Le difficile processus de normalisation avance.

La force africaine devrait être portée à 25 000 hommes. Mais qui paiera ? Jusqu'à présent, l'Europe a été le seul contributeur à hauteur de 750 millions d'euros. Il nous est demandé de faire un effort supplémentaire et de le maintenir sans que nous en connaissions la durée. Aujourd'hui, la Facilité de soutien à la paix en Afrique, destinée à financer ce type d'opérations, est presque exclusivement dédiée à la Somalie. Alors que l'hypothèse d'une force africaine déployée en République centrafricaine (RCA) prend corps, les ressources européennes manquent car certains de nos partenaires souhaitent concentrer l'effort européen sur la Somalie. Nous cherchons à asseoir nos propres priorités, notamment en assurant un soutien à la force africaine en RCA.
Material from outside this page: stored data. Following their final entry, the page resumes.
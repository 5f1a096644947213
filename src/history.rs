// (c) Copyright 2025 Helsing GmbH. All rights reserved.
//! Linear undo/redo history.
//!
//! The history is a list of [`HistoryEntry`]s plus a pointer to the most recently applied
//! one. Undoing applies the inverse patch at the pointer and steps back; redoing applies the
//! patch after the pointer and steps forward. Recording a new entry first discards every
//! entry after the pointer.
//!
//! ```text
//! record x3        entries: [e0, e1, e2]   pointer: 2
//! undo x2          entries: [e0, e1, e2]   pointer: 0
//! record e3        entries: [e0, e3]       pointer: 1
//! ```
use crate::Patch;
use std::collections::VecDeque;
use tracing::debug;

/// Configuration for the history of a [`Store`](crate::Store).
#[derive(Debug, Clone, PartialEq, Eq)]
pub struct HistoryConfig {
    /// Maximum number of entries to keep. The oldest entries are evicted first.
    pub max_depth: usize,
}

impl Default for HistoryConfig {
    fn default() -> Self {
        Self::unlimited()
    }
}

impl HistoryConfig {
    #[must_use]
    pub fn new(max_depth: usize) -> Self {
        Self { max_depth }
    }

    /// Keeps every entry.
    #[must_use]
    pub fn unlimited() -> Self {
        Self {
            max_depth: usize::MAX,
        }
    }
}

/// One recorded update.
#[derive(Debug, Clone, PartialEq)]
pub struct HistoryEntry {
    /// Re-applies the update.
    pub patch: Patch,
    /// Reverts the update.
    pub inverse: Patch,
}

/// The history state shared by a store and all of its views.
///
/// `applied` counts the entries (from the front) whose patches are reflected in the current
/// snapshot, so the pointer is `applied - 1`, with `None` for "before the first entry".
#[derive(Debug, Default)]
pub(crate) struct History {
    entries: VecDeque<HistoryEntry>,
    applied: usize,
    config: HistoryConfig,
}

impl History {
    pub(crate) fn new(config: HistoryConfig) -> Self {
        Self {
            entries: VecDeque::new(),
            applied: 0,
            config,
        }
    }

    /// Appends `entry` after the pointer, discarding any entries that could have been redone.
    pub(crate) fn record(&mut self, entry: HistoryEntry) {
        let stale = self.entries.len() - self.applied;
        if stale > 0 {
            debug!(stale, "discarding redo entries");
            self.entries.truncate(self.applied);
        }
        self.entries.push_back(entry);
        self.applied += 1;
        self.enforce_depth();
    }

    fn enforce_depth(&mut self) {
        while self.entries.len() > self.config.max_depth {
            self.entries.pop_front();
            self.applied = self.applied.saturating_sub(1);
            debug!(max_depth = self.config.max_depth, "evicted oldest history entry");
        }
    }

    /// The entry that undo would revert.
    pub(crate) fn next_undo(&self) -> Option<&HistoryEntry> {
        self.pointer().and_then(|index| self.entries.get(index))
    }

    /// The entry that redo would re-apply.
    pub(crate) fn next_redo(&self) -> Option<&HistoryEntry> {
        self.entries.get(self.applied)
    }

    pub(crate) fn step_back(&mut self) {
        self.applied = self.applied.saturating_sub(1);
    }

    pub(crate) fn step_forward(&mut self) {
        if self.applied < self.entries.len() {
            self.applied += 1;
        }
    }

    pub(crate) fn can_undo(&self) -> bool {
        self.applied > 0
    }

    pub(crate) fn can_redo(&self) -> bool {
        self.applied < self.entries.len()
    }

    /// Index of the most recently applied entry.
    pub(crate) fn pointer(&self) -> Option<usize> {
        self.applied.checked_sub(1)
    }

    pub(crate) fn len(&self) -> usize {
        self.entries.len()
    }

    pub(crate) fn entries(&self) -> impl Iterator<Item = &HistoryEntry> {
        self.entries.iter()
    }

    pub(crate) fn clear(&mut self) {
        self.entries.clear();
        self.applied = 0;
    }
}

#[cfg(test)]
mod tests {
    use super::*;
    use crate::{PatchOp, path};

    fn entry(n: i64) -> HistoryEntry {
        HistoryEntry {
            patch: Patch::from(vec![PatchOp::Set {
                path: path!["n"],
                value: n.into(),
            }]),
            inverse: Patch::default(),
        }
    }

    #[test]
    fn pointer_tracks_undo_and_redo() {
        let mut history = History::default();
        assert_eq!(history.pointer(), None);
        assert!(!history.can_undo());

        history.record(entry(1));
        history.record(entry(2));
        assert_eq!(history.pointer(), Some(1));
        assert_eq!(history.next_undo(), Some(&entry(2)));
        assert_eq!(history.next_redo(), None);

        history.step_back();
        assert_eq!(history.pointer(), Some(0));
        assert_eq!(history.next_redo(), Some(&entry(2)));
        assert!(history.can_undo() && history.can_redo());

        history.step_back();
        history.step_back();
        assert_eq!(history.pointer(), None);
        assert_eq!(history.next_undo(), None);

        history.step_forward();
        history.step_forward();
        history.step_forward();
        assert_eq!(history.pointer(), Some(1));
    }

    #[test]
    fn recording_after_undo_truncates() {
        let mut history = History::default();
        for n in 0..3 {
            history.record(entry(n));
        }
        history.step_back();
        history.step_back();
        history.record(entry(9));

        assert_eq!(history.len(), 2);
        assert_eq!(history.pointer(), Some(1));
        assert!(!history.can_redo());
        assert_eq!(
            history.entries().cloned().collect::<Vec<_>>(),
            vec![entry(0), entry(9)]
        );
    }

    #[test]
    fn depth_limit_evicts_oldest() {
        let mut history = History::new(HistoryConfig::new(2));
        for n in 0..5 {
            history.record(entry(n));
        }
        assert_eq!(history.len(), 2);
        assert_eq!(history.pointer(), Some(1));
        assert_eq!(history.next_undo(), Some(&entry(4)));

        history.step_back();
        history.step_back();
        assert!(!history.can_undo());
    }

    #[test]
    fn clear_forgets_everything() {
        let mut history = History::default();
        history.record(entry(1));
        history.clear();
        assert_eq!(history.len(), 0);
        assert_eq!(history.pointer(), None);
        assert!(!history.can_undo() && !history.can_redo());
    }

    #[quickcheck]
    fn length_never_falls_below_pointer(steps: Vec<u8>, max_depth: u8) -> bool {
        let mut history = History::new(HistoryConfig::new(usize::from(max_depth.max(1))));
        steps.into_iter().enumerate().all(|(i, step)| {
            match step % 4 {
                0 | 1 => history.record(entry(i as i64)),
                2 => history.step_back(),
                _ => history.step_forward(),
            }
            history.len() <= history.config.max_depth
                && history.pointer().map_or(0, |p| p + 1) <= history.len()
        })
    }
}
En RCA, les problèmes datent de décembre. Ce pays, qui suscite peu d'intérêt – la France est le seul pays à s'en préoccuper et un des seuls à avoir une présence sur place – a, de surcroît, souffert de la concomitance des troubles au Mali. Il était difficile pour la France, qui était absorbée par la crise malienne, de faire plus malgré le voeu formulé par le Conseil de paix et de sécurité de l'Union africaine que celle-ci s'engage davantage.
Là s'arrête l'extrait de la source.